The Lone Drow
Chapter 16
Ad'non Kareese's long, slender fingers traced a line down over Innovindil's delicate chin, down the moon elf's birdlike neck and to the base of her throat.
"Can you feel me?" the drow teased, though he believed, of course, that the paralyzed surface elf couldn't understand his language.
"Have your way with the creature and be done with her," Donnia said from behind him.
Ad'non smiled, keeping his head turned away from his companion so that she could not see the amusement he was taking at her obvious consternation. She understood his intended action as debasement more than any real emotional connection, of course - and as she was drow herself so she was certainly going to find her own pleasures with their paralyzed playthings - but still, there sounded a bit of unmistakable agitation around the edges of her voice.
Amusing.
"If I find you soft and warm, perhaps I will keep you alive for a while, Ad'non said to Innovindil.
He watched the surface elf's eyes as he spoke and could see that they were indeed reacting to the sound of his voice and the feel of his touch. Yes, she couldn't outwardly make any movements - the drow poison had done its job well - but she understood what was happening, understood what he was about to do to her, and understood that she had no chance to get out of it.
That made it all the sweeter.
Ad'non ran his hand lower, across the female's small breasts and down over her belly. Then he stood up and stepped back. He glanced back at Donnia, who stood with her arms crossed over her chest.
"We should drag them to a different cave," he said to his companion. "Let us keep them prisoner."
"Her, perhaps," Donnia replied, indicating Innovindil. "For that one, there will be only death."

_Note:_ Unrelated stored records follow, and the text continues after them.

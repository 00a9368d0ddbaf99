//! CLI argument parsing for record-reformer
//!
//! This module provides the command-line interface using clap derive macros.
//!
//! # Options
//!
//! - `--config` / `-c`: Configuration file path (default: reformer.yaml, env: REFORMER_CONFIG)
//! - `--input` / `-i`: NDJSON input file (default: stdin, env: REFORMER_INPUT)
//! - `--hostname`: Hostname exposed to templates (env: REFORMER_HOSTNAME)
//! - `--validate`: Validate configuration and compile templates, then exit
//! - `--dry-run`: Show the parsed configuration, then exit
//! - `--log-level` / `-l`: Log level (trace/debug/info/warn/error, env: REFORMER_LOG_LEVEL)
//! - `--log-format`: Log format (text/json, env: REFORMER_LOG_FORMAT)
//! - `--output-format`: Output format for validate/dry-run (text/json/yaml)
//! - `--stats`: Print pipeline counters to stderr on exit
//!
//! # Hostname precedence
//!
//! 1. `--hostname` / `REFORMER_HOSTNAME`
//! 2. `hostname` in the configuration file
//! 3. The system hostname

use clap::{Parser, ValueEnum};
use std::path::PathBuf;

/// record-reformer - re-tag and reshape structured events
///
/// Reads NDJSON events, rewrites their tag and record from the configured
/// templates and writes the result as NDJSON to stdout.
#[derive(Parser, Debug)]
#[command(name = "record-reformer")]
#[command(author, version, about, long_about = None)]
#[command(propagate_version = true)]
pub struct Cli {
    /// Path to configuration file
    #[arg(
        short,
        long,
        value_name = "FILE",
        default_value = "reformer.yaml",
        env = "REFORMER_CONFIG"
    )]
    pub config: PathBuf,

    /// NDJSON input file (reads stdin when omitted)
    #[arg(short, long, value_name = "FILE", env = "REFORMER_INPUT")]
    pub input: Option<PathBuf>,

    /// Hostname exposed to templates (overrides config file)
    #[arg(long, value_name = "NAME", env = "REFORMER_HOSTNAME")]
    pub hostname: Option<String>,

    /// Validate configuration and compile templates without processing events
    #[arg(long)]
    pub validate: bool,

    /// Show the parsed configuration without processing events
    #[arg(long)]
    pub dry_run: bool,

    /// Log level
    #[arg(
        short,
        long,
        value_enum,
        default_value = "info",
        env = "REFORMER_LOG_LEVEL"
    )]
    pub log_level: LogLevel,

    /// Log format
    #[arg(long, value_enum, default_value = "text", env = "REFORMER_LOG_FORMAT")]
    pub log_format: LogFormat,

    /// Output format for --validate and --dry-run
    #[arg(long, value_enum, default_value = "text")]
    pub output_format: OutputFormat,

    /// Print pipeline counters to stderr on exit
    #[arg(long)]
    pub stats: bool,
}

/// Log level options
#[derive(Copy, Clone, Debug, PartialEq, Eq, ValueEnum)]
pub enum LogLevel {
    /// Trace level - most verbose
    Trace,
    /// Debug level
    Debug,
    /// Info level - default
    Info,
    /// Warn level
    Warn,
    /// Error level - least verbose
    Error,
}

impl std::fmt::Display for LogLevel {
    fn fmt(&self, f: &mut std::fmt::Formatter<'_>) -> std::fmt::Result {
        match self {
            LogLevel::Trace => write!(f, "trace"),
            LogLevel::Debug => write!(f, "debug"),
            LogLevel::Info => write!(f, "info"),
            LogLevel::Warn => write!(f, "warn"),
            LogLevel::Error => write!(f, "error"),
        }
    }
}

/// Log line format
#[derive(Copy, Clone, Debug, PartialEq, Eq, ValueEnum)]
pub enum LogFormat {
    /// Human-readable text
    Text,
    /// One JSON object per line
    Json,
}

/// Output format options for validate and dry-run modes
#[derive(Copy, Clone, Debug, PartialEq, Eq, ValueEnum)]
pub enum OutputFormat {
    /// Human-readable text output
    Text,
    /// JSON output
    Json,
    /// YAML output
    Yaml,
}

impl std::fmt::Display for OutputFormat {
    fn fmt(&self, f: &mut std::fmt::Formatter<'_>) -> std::fmt::Result {
        match self {
            OutputFormat::Text => write!(f, "text"),
            OutputFormat::Json => write!(f, "json"),
            OutputFormat::Yaml => write!(f, "yaml"),
        }
    }
}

It seemed fine enough to Ad'non, and he glanced back at the female elf and grinned.
And he couldn't see her - a ball of blackness covered her and her companion.
Never to be taken completely by surprise, the two dark elves swung around, Ad'non unsheathing his swords, Donnia drawing a blade and her hand crossbow. The form behind them, by the entrance, was easily enough distinguishable. It was a drow standing calmly, standing ready, scimitars drawn.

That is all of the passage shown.